--- START ---

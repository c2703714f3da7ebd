mod result_row;

pub use result_row::*;

use crate::Value;
use std::{
    collections::{btree_map::Keys, BTreeMap},
    sync::Arc,
};

/// Encapsulates a set of results and their respective column names.
#[derive(Debug, Default, Clone, PartialEq)]
pub struct ResultSet {
    pub(crate) rows: Vec<Vec<Value>>,
    pub(crate) name_to_index: Arc<BTreeMap<String, usize>>,
}

impl ResultSet {
    /// Creates a new instance, bound to the given column names and result rows.
    ///
    /// ```
    /// # use sql_connection::*;
    /// let names = vec!["v".to_string(), "enumlabel".to_string()];
    /// let rows = vec![vec![Value::integer(1), Value::text("happy")]];
    ///
    /// let result_set = ResultSet::new(names, rows);
    /// let row = result_set.first().unwrap();
    ///
    /// assert_eq!(row.get("enumlabel"), Some(&Value::text("happy")));
    /// ```
    pub fn new(names: Vec<String>, rows: Vec<Vec<Value>>) -> Self {
        Self {
            name_to_index: Arc::new(Self::build_name_map(names)),
            rows,
        }
    }

    /// An iterator of column names.
    pub fn columns(&self) -> Keys<'_, String, usize> {
        self.name_to_index.keys()
    }

    /// Returns the number of rows in the `ResultSet`.
    pub fn len(&self) -> usize {
        self.rows.len()
    }

    /// Returns true if the `ResultSet` contains no rows.
    pub fn is_empty(&self) -> bool {
        self.rows.is_empty()
    }

    /// Returns the first row of the `ResultSet`, or None if the set is empty.
    pub fn first(&self) -> Option<ResultRowRef<'_>> {
        self.get(0)
    }

    /// Returns a reference to a row in a given position.
    pub fn get(&self, index: usize) -> Option<ResultRowRef<'_>> {
        self.rows.get(index).map(|row| ResultRowRef {
            name_to_index: Arc::clone(&self.name_to_index),
            values: row,
        })
    }

    /// Creates a lookup map for column names.
    fn build_name_map(names: Vec<String>) -> BTreeMap<String, usize> {
        names
            .into_iter()
            .enumerate()
            .fold(BTreeMap::new(), |mut acc, (i, name)| {
                acc.insert(name, i);
                acc
            })
    }
}

impl IntoIterator for ResultSet {
    type Item = ResultRow;
    type IntoIter = ResultSetIterator;

    fn into_iter(self) -> Self::IntoIter {
        ResultSetIterator {
            name_to_index: self.name_to_index,
            internal_iterator: self.rows.into_iter(),
        }
    }
}

/// Thin iterator for ResultSet rows.
pub struct ResultSetIterator {
    pub(crate) name_to_index: Arc<BTreeMap<String, usize>>,
    pub(crate) internal_iterator: std::vec::IntoIter<Vec<Value>>,
}

impl Iterator for ResultSetIterator {
    type Item = ResultRow;

    fn next(&mut self) -> Option<Self::Item> {
        self.internal_iterator.next().map(|row| ResultRow {
            name_to_index: Arc::clone(&self.name_to_index),
            values: row,
        })
    }
}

--- END ---

Locate the word "text" in the records above, and return each line that has it.

    /// let rows = vec![vec![Value::integer(1), Value::text("happy")]];
    /// assert_eq!(row.get("enumlabel"), Some(&Value::text("happy")));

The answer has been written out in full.